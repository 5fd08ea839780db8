#![forbid(unsafe_code)]

//! Frame-stepped runner for pages hosted in a browser.
//!
//! A browser never hands its event loop over, so [`StepProgram`] is
//! passive: the page script queues events, moves the clock forward and
//! asks for one frame at a time. A frame drains the event queue, fires the
//! timers whose deadlines have passed, renders the model into a
//! [`Document`] and diffs it against the previous one. The script then
//! collects patches, host actions and log lines with
//! [`take_outputs`](StepProgram::take_outputs).
//!
//! ```ignore
//! use core::time::Duration;
//! use folio_core::event::Event;
//! use folio_web::step_program::StepProgram;
//!
//! let mut page = StepProgram::new(app);
//! page.init()?;
//!
//! // inside requestAnimationFrame
//! page.push_event(Event::Scroll { y: 640 });
//! page.advance_time(Duration::from_millis(16));
//! if page.step()?.rendered {
//!     for patch in page.take_outputs().patches {
//!         // apply to the DOM
//!     }
//! }
//! ```

use core::time::Duration;
use std::collections::VecDeque;

use folio_core::document::Document;
use folio_core::event::Event;
use folio_runtime::program::{Cmd, Model};
use folio_runtime::timer::TimerQueue;

use crate::{DeterministicClock, WebError, WebOutputs};

/// What one [`StepProgram::step`] did.
#[derive(Debug, Clone, Copy, PartialEq, Eq)]
pub struct StepResult {
    /// `false` once the model returned `Cmd::Quit`.
    pub running: bool,
    pub rendered: bool,
    pub events_processed: u32,
    pub timers_fired: u32,
    /// Count of renders so far.
    pub frame_idx: u64,
}

impl StepResult {
    fn idle(frame_idx: u64) -> Self {
        Self {
            running: false,
            rendered: false,
            events_processed: 0,
            timers_fired: 0,
            frame_idx,
        }
    }
}

/// Passive page runner: [`new`](Self::new), one [`init`](Self::init), then
/// [`step`](Self::step) once per animation frame.
pub struct StepProgram<M: Model> {
    model: M,
    clock: DeterministicClock,
    queue: VecDeque<Event>,
    timers: TimerQueue<M::Message>,
    outputs: WebOutputs,
    /// Time that `Cmd::After` delays count from. While a timer is handled
    /// this is the timer's deadline, not the frame time.
    now: Duration,
    running: bool,
    initialized: bool,
    dirty: bool,
    frame_idx: u64,
    last_rendered: Option<Document>,
}

impl<M: Model> StepProgram<M> {
    #[must_use]
    pub fn new(model: M) -> Self {
        Self::with_clock(model, DeterministicClock::new())
    }

    #[must_use]
    pub fn with_clock(model: M, clock: DeterministicClock) -> Self {
        let now = clock.now();
        Self {
            model,
            clock,
            queue: VecDeque::new(),
            timers: TimerQueue::new(),
            outputs: WebOutputs::default(),
            now,
            running: true,
            initialized: false,
            dirty: true,
            frame_idx: 0,
            last_rendered: None,
        }
    }

    /// Run `Model::init` and produce the first full render. A second call
    /// fails with [`WebError::AlreadyInitialized`].
    pub fn init(&mut self) -> Result<(), WebError> {
        if std::mem::replace(&mut self.initialized, true) {
            return Err(WebError::AlreadyInitialized);
        }
        self.now = self.clock.now();
        let cmd = self.model.init();
        self.run_cmd(cmd);
        if self.running {
            self.render();
        }
        Ok(())
    }

    /// Advance the page by one frame.
    pub fn step(&mut self) -> Result<StepResult, WebError> {
        if !self.initialized {
            return Err(WebError::NotInitialized);
        }
        if !self.running {
            return Ok(StepResult::idle(self.frame_idx));
        }

        let frame_time = self.clock.now();
        self.now = frame_time;
        let mut events_processed = 0;
        while self.running {
            let Some(event) = self.queue.pop_front() else {
                break;
            };
            events_processed += 1;
            self.dispatch(M::Message::from(event));
        }

        let mut timers_fired = 0;
        while self.running {
            let Some((deadline, msg)) = self.timers.pop_due(frame_time) else {
                break;
            };
            timers_fired += 1;
            self.now = deadline;
            self.dispatch(msg);
        }
        self.now = frame_time;

        let rendered = self.running && self.dirty;
        if rendered {
            self.render();
        }

        Ok(StepResult {
            running: self.running,
            rendered,
            events_processed,
            timers_fired,
            frame_idx: self.frame_idx,
        })
    }

    /// Queue an event for the next [`step`](Self::step).
    pub fn push_event(&mut self, event: Event) {
        self.queue.push_back(event);
    }

    pub fn advance_time(&mut self, dt: Duration) {
        self.clock.advance(dt);
    }

    pub fn set_time(&mut self, now: Duration) {
        self.clock.set(now);
    }

    /// Hand everything produced since the last call to the host.
    pub fn take_outputs(&mut self) -> WebOutputs {
        std::mem::take(&mut self.outputs)
    }

    pub fn outputs(&self) -> &WebOutputs {
        &self.outputs
    }

    pub fn model(&self) -> &M {
        &self.model
    }

    pub fn into_model(self) -> M {
        self.model
    }

    /// Direct model access. Forces a render on the next step.
    pub fn model_mut(&mut self) -> &mut M {
        self.dirty = true;
        &mut self.model
    }

    pub fn is_running(&self) -> bool {
        self.running
    }

    pub fn is_initialized(&self) -> bool {
        self.initialized
    }

    pub fn frame_idx(&self) -> u64 {
        self.frame_idx
    }

    pub fn now(&self) -> Duration {
        self.clock.now()
    }

    /// Earliest pending timer; a host may sleep until then.
    pub fn next_deadline(&self) -> Option<Duration> {
        self.timers.next_deadline()
    }

    pub fn pending_timers(&self) -> usize {
        self.timers.len()
    }

    fn dispatch(&mut self, msg: M::Message) {
        let cmd = self.model.update(msg);
        self.dirty = true;
        self.run_cmd(cmd);
    }

    fn render(&mut self) {
        let mut doc = Document::new();
        self.model.view(&mut doc);

        let patches = match &self.last_rendered {
            Some(prev) => Document::diff(prev, &doc),
            None => {
                self.outputs.full_render = true;
                Document::diff(&Document::new(), &doc)
            }
        };
        self.outputs.patches.extend(patches);
        self.outputs.last_document = Some(doc.clone());
        self.last_rendered = Some(doc);

        self.dirty = false;
        self.frame_idx += 1;
    }

    fn run_cmd(&mut self, cmd: Cmd<M::Message>) {
        match cmd {
            Cmd::None => {}
            Cmd::Quit => {
                self.running = false;
                self.timers.clear();
            }
            Cmd::Msg(msg) => {
                let next = self.model.update(msg);
                self.run_cmd(next);
            }
            Cmd::Batch(cmds) => {
                for cmd in cmds {
                    if !self.running {
                        break;
                    }
                    self.run_cmd(cmd);
                }
            }
            Cmd::After(delay, msg) => self.timers.schedule(self.now.saturating_add(delay), msg),
            Cmd::Host(action) => self.outputs.actions.push(action),
            Cmd::Log(line) => self.outputs.logs.push(line),
        }
    }
}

***

▸ **Task**: The exercise is to copy out every line above that has the word "VecDeque" in it.

▸ **Output**:
use std::collections::VecDeque;
    queue: VecDeque<Event>,
            queue: VecDeque::new(),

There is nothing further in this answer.